HomePipe music streaming works but isn't pretty

HomePipe, a service that lets you access files on your computer remotely via your iPhone or Android phone, adds music streaming from computer to phone.

In the wake of Google's acquisition and temporary burial of Simplify , Seattle-based HomePipe has launched a similar free service that lets users stream their full iTunes library over the air to their iPhone or Android phone.

Music playback in HomePipe's iPhone app. This is the album "You Are Free" by Cat Power, but it's hard to tell--there's no album art or information shown in the app. Screenshot by Matt Rosoff/CNET

HomePipe launched in March with a new take on remote computer access. While consumer services such as LogMeIn or corporate technologies like Microsoft's Remote Desktop Services offer full keyboard-video-mouse, or KVM, access to your computer, HomePipe reasoned that mobile-phone users mainly want their data--for example, to show pictures or read documents locked away on a home PC.

On Thursday, HomePipe updated its service and the associated iPhone and Android clients to support music streaming from a user's home computer. To get set up, you have to create an account on HomePipe's site, then download a small agent that runs on your computer, and exposes certain files and folders for remote access.

I tested it on the Windows XP PC that contains my music library, and the results were mixed. The install took almost no time, but the agent exposed only the "My Documents" folder associated with the account I was logged into (you can add other folders manually).
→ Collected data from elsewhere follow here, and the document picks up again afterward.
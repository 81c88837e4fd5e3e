//! Clap argument types and repository argument parsing.

use clap::{Args, Parser, ValueEnum};

use commet::hosting::parse_repository;
use commet::models::StoryStyle;

/// Ask questions about a GitHub repository's recent commit history.
#[derive(Parser, Debug)]
#[command(name = "commet", version = commet::constants::VERSION)]
pub struct Cli {
    /// Output format.
    #[arg(long, global = true, default_value = "terminal")]
    pub format: OutputFormat,

    /// GitHub token (overrides COMMET_GITHUB_TOKEN and GITHUB_TOKEN).
    #[arg(long, global = true)]
    pub token: Option<String>,

    /// Suppress status messages on stderr.
    #[arg(long, short = 'q', global = true, default_value_t = false)]
    pub quiet: bool,

    #[command(subcommand)]
    pub command: Command,
}

/// Available commands.
#[derive(clap::Subcommand, Debug)]
pub enum Command {
    /// Show repository metadata, recent commits, and activity statistics.
    Analyze(AnalyzeArgs),

    /// Ask a question about a repository's recent commits.
    Ask(AskArgs),

    /// Ask one question across several repositories.
    AskMany(AskManyArgs),

    /// Summarize a repository's recent commit history.
    Story(StoryArgs),

    /// List the branches of a repository.
    Branches(BranchesArgs),

    /// Print version and build information.
    Version,
}

/// Which commits to analyze.
#[derive(Args, Debug, Clone)]
pub struct TargetArgs {
    /// Branch to analyze (default: the repository's default branch).
    #[arg(long, short = 'b')]
    pub branch: Option<String>,

    /// Number of most recent commits to fetch (pages through the history above 100).
    #[arg(long, short = 'n')]
    pub limit: Option<usize>,

    /// Skip per-commit file changes (one request per commit otherwise).
    #[arg(long, default_value_t = false)]
    pub no_files: bool,
}

/// Arguments for the `analyze` subcommand.
#[derive(Args, Debug)]
pub struct AnalyzeArgs {
    /// Repository as `owner/name` or a github.com URL.
    #[arg(value_parser = parse_repo)]
    pub repo: String,

    #[command(flatten)]
    pub target: TargetArgs,
}

/// Arguments for the `ask` subcommand.
#[derive(Args, Debug)]
pub struct AskArgs {
    /// The question to answer.
    pub question: String,

    /// Repository as `owner/name` or a github.com URL.
    #[arg(long, short = 'r', value_parser = parse_repo)]
    pub repo: String,

    #[command(flatten)]
    pub target: TargetArgs,

    /// Model identifier (overrides config).
    #[arg(long, short = 'm')]
    pub model: Option<String>,
}

/// Arguments for the `ask-many` subcommand.
#[derive(Args, Debug)]
pub struct AskManyArgs {
    /// The question to answer.
    pub question: String,

    /// Repository as `owner/name` or a github.com URL; repeat for each one.
    #[arg(long = "repo", short = 'r', required = true, value_parser = parse_repo)]
    pub repos: Vec<String>,

    /// Most recent commits to take from each repository's default branch.
    #[arg(long, short = 'n')]
    pub limit: Option<usize>,

    /// Skip per-commit file changes (one request per commit otherwise).
    #[arg(long, default_value_t = false)]
    pub no_files: bool,

    /// Model identifier (overrides config).
    #[arg(long, short = 'm')]
    pub model: Option<String>,
}

/// Arguments for the `story` subcommand.
#[derive(Args, Debug)]
pub struct StoryArgs {
    /// Repository as `owner/name` or a github.com URL.
    #[arg(long, short = 'r', value_parser = parse_repo)]
    pub repo: String,

    /// Tone of the summary.
    #[arg(long, default_value = "narrative")]
    pub style: StoryStyle,

    #[command(flatten)]
    pub target: TargetArgs,

    /// Model identifier (overrides config).
    #[arg(long, short = 'm')]
    pub model: Option<String>,
}

/// Arguments for the `branches` subcommand.
#[derive(Args, Debug)]
pub struct BranchesArgs {
    /// Repository as `owner/name` or a github.com URL.
    #[arg(value_parser = parse_repo)]
    pub repo: String,
}

/// Output format options.
#[derive(Debug, Clone, Copy, ValueEnum, PartialEq, Eq)]
pub enum OutputFormat {
    Terminal,
    Json,
}

impl OutputFormat {
    /// The renderer for this format.
    pub fn renderer(self) -> Box<dyn commet::output::OutputRenderer> {
        match self {
            OutputFormat::Terminal => Box::new(commet::output::terminal::TerminalRenderer),
            OutputFormat::Json => Box::new(commet::output::json::JsonRenderer),
        }
    }
}

fn parse_repo(input: &str) -> Result<String, String> {
    parse_repository(input).map_err(|e| e.to_string())
}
Unfortunately, I have most of my important documents in the different "Shared Documents" folder so I can easily access them from multiple computers on my home network. HomePipe also has some mislabeling issues--it called "My Documents" by my full computer's name, giving me the mistaken impression that it was actually offering access to my whole computer's file system. (HomePipe also works on the Mac, and may offer a smoother experience with that platform, but I didn't test it there.)

Once you have HomePipe sharing set up on your computer, you'll need to download and install the free iPhone or Android app. (There's also a premium version of the iPhone app that costs $2.99 and doesn't have in-app advertisements--otherwise, it's identical to the free version.)

I tried the iPhone version, and indeed, I was able to stream every song on my PC, over the Internet, to my phone, with only a short buffering delay before songs started playing. But the experience is clunky: you have to navigate through your PC's file tree to access albums or individual songs, and the HomePipe app shows songs only in a particular file folder--usually a single album. You can shuffle the order of those songs, but there's no way to create playlists, play iTunes playlists, or shuffle all songs on your computer. There's also no album art or information about the song other than the file name. If you're used to iTunes, it'll leave you scratching your head.

HomePipe boasts that it's the first company to offer this type of computer-to-phone music streaming for Android. But Google is building Simplicity's functionality into Android, and Melodeo--another Seattle company--is promising an update to its Nutsie app to bring iTunes streaming to Android phones.

As far as the iPhone goes, I don't know what Steve Jobs is planning to announce on Monday, but I wouldn't be surprised if Apple uses technology acquired from Lala to offer a very similar type of service.

HomePipe is pretty convenient for using your phone to access documents and other information stored on your home PC. Music, for now, seems like more of an afterthought.